Some of the popular algorithms for solving the traditional influence diagram include [8,9,10,11,12,13]. One of the first methods for solving influence diagrams was based on Cooper’s technique [14] of transforming the influence diagram into a Bayesian network and using a Bayesian network inference algorithm to solve the influence diagram. Other methods include message passing in a tree and approximation algorithms based on sampling. A recent review of methods for solving influence diagrams can be found here [15] and a survey of probabilistic decision graphs can be found in this paper [16]. Recent work on solving influence diagrams include finding bounds for influence diagrams using join graph decomposition [17] and an improved method for solving hybrid influence diagrams [18].

Simple Propagation [19] is a new algorithm for belief update in Bayesian networks. It proceeds by message passing in a junction tree representation of the Bayesian network taking advantage of a decomposition of clique and separator potentials. In Simple Propagation, message construction is based on a one-in, one-out-principle meaning that a potential relevant for a message has at least one non-evidence variable in the separator and at least one non-evidence variable not in the separator. The advantage of Simple Propagation is its simplicity compared to, for instance, Lazy Propagation [20]. This paper extends Simple Propagation to the solution of traditional influence diagrams, where the solution consists of an optimal strategy, the expected utility of adhering to this strategy and the probability of future decisions under the strategy.

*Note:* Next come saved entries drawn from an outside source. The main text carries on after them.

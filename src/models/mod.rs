//! Data models for the BelWeather application
//!
//! - Location: geographic coordinates and the region directory entries
//! - Weather: the normalized current weather handed to callers

pub mod location;
pub mod weather;

// Re-export all public types for convenient access
pub use location::{Coordinate, Region};
pub use weather::WeatherResult;
//! Error types and handling for `BelWeather`

use axum::http::StatusCode;
use thiserror::Error;

/// Failure of a single weather resolution.
///
/// The resolver only ever produces these two kinds. Transport and parsing
/// errors are flattened into `UpstreamUnavailable` with their description.
#[derive(Error, Debug, Clone, PartialEq, Eq)]
pub enum ResolveError {
    /// Malformed or unknown region identifier; the caller has to fix the input
    #[error("Invalid input: {message}")]
    InvalidInput { message: String },

    /// Network failure, timeout or unexpected upstream payload
    #[error("Upstream unavailable: {message}")]
    UpstreamUnavailable { message: String },
}

impl ResolveError {
    /// Create a new invalid input error
    pub fn invalid_input<S: Into<String>>(message: S) -> Self {
        Self::InvalidInput {
            message: message.into(),
        }
    }

    /// Create a new upstream error
    pub fn upstream<S: Into<String>>(message: S) -> Self {
        Self::UpstreamUnavailable {
            message: message.into(),
        }
    }

    /// HTTP status the web layer answers with
    #[must_use]
    pub fn status_code(&self) -> StatusCode {
        match self {
            ResolveError::InvalidInput { .. } => StatusCode::BAD_REQUEST,
            ResolveError::UpstreamUnavailable { .. } => StatusCode::BAD_GATEWAY,
        }
    }

    /// Get a user-friendly error message
    #[must_use]
    pub fn user_message(&self) -> String {
        match self {
            ResolveError::InvalidInput { message } => format!("Invalid input: {message}"),
            ResolveError::UpstreamUnavailable { .. } => {
                "Weather service is temporarily unavailable. Please try again later.".to_string()
            }
        }
    }
}

/// Main error type for the `BelWeather` application
#[derive(Error, Debug)]
pub enum BelWeatherError {
    /// Configuration-related errors
    #[error("Configuration error: {message}")]
    Config { message: String },

    /// Socket and other I/O errors of the web server
    #[error("I/O error: {source}")]
    Io {
        #[from]
        source: std::io::Error,
    },
}

impl BelWeatherError {
    /// Create a new configuration error
    pub fn config<S: Into<String>>(message: S) -> Self {
        Self::Config {
            message: message.into(),
        }
    }
}

#[cfg(test)]
mod tests {
    use super::*;

    #[test]
    fn test_error_creation() {
        let invalid = ResolveError::invalid_input("unknown region");
        assert!(matches!(invalid, ResolveError::InvalidInput { .. }));

        let upstream = ResolveError::upstream("connection refused");
        assert!(matches!(upstream, ResolveError::UpstreamUnavailable { .. }));

        let config_err = BelWeatherError::config("missing API key");
        assert!(matches!(config_err, BelWeatherError::Config { .. }));
    }

    #[test]
    fn test_status_codes() {
        assert_eq!(
            ResolveError::invalid_input("x").status_code(),
            StatusCode::BAD_REQUEST
        );
        assert_eq!(
            ResolveError::upstream("x").status_code(),
            StatusCode::BAD_GATEWAY
        );
    }

    #[test]
    fn test_user_messages() {
        let invalid = ResolveError::invalid_input("bad coordinates");
        assert!(invalid.user_message().contains("bad coordinates"));

        // upstream details stay in the logs
        let upstream = ResolveError::upstream("HTTP 500 from api.weatherbit.io");
        assert!(!upstream.user_message().contains("500"));
    }

    #[test]
    fn test_io_error_conversion() {
        let io_err = std::io::Error::new(std::io::ErrorKind::NotFound, "file not found");
        let err: BelWeatherError = io_err.into();
        assert!(matches!(err, BelWeatherError::Io { .. }));
        assert_eq!(err.to_string(), "I/O error: file not found");
    }
}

Simple Propagation is extended to cover solutions of traditional influence diagrams by identifying an optimal strategy computing the expected utility, which involves computing the probability of future decisions under the optimal strategy. To achieve this, the one-in, one-out-principle is extended such that it considers both probability and utility potentials. Our approach supports exploitation of probabilistic barren variables [9] and the decomposition of utility potentials reducing the number of calculation operations.

2 Background

A traditional influence diagram over discrete variables is a triple \(N=(G, \varPhi ,\varPsi )\) where \(G=(V,E)\) is a DAG (directed, acyclic graph) over vertices V and edges \(E\subseteq V\times V\). Each vertex \(v\in V\) represents a random (or chance) variable, a decision variable, or a utility function. Let \(\mathcal{{D}}=\{D_1,\ldots ,D_n\}\) be the set of decision variables and let \(\mathcal{{X}}\) be the set of random variables and \(\mathcal{{U}}\) be the set of utility nodes. Each random variable \(X\in \mathcal{{X}}\) has a CPD \(P(X\!\mid \!\mathrm {pa}(X))\), where \(\mathrm {pa}(X)\) are the parent vertices of X in G, and each utility node \(u\in \mathcal{{U}}\) represents a utility function \(u(\mathrm {pa}(u))\) (we use u to denote both the utility node and the utility function). Finally, we denote \(\varPhi =\{P(X\!\mid \!\mathrm {pa}(X))\in \mathcal{{X}}\}\), \(\varPsi =\{u (\mathrm {pa}(u)) \!\mid \!u\in \mathcal{{U}}\}\), and \(\mathrm {dom}(\phi )\) (or \(\mathrm {dom}(\psi )\)) the domain of \(\phi \) (\(\psi \)).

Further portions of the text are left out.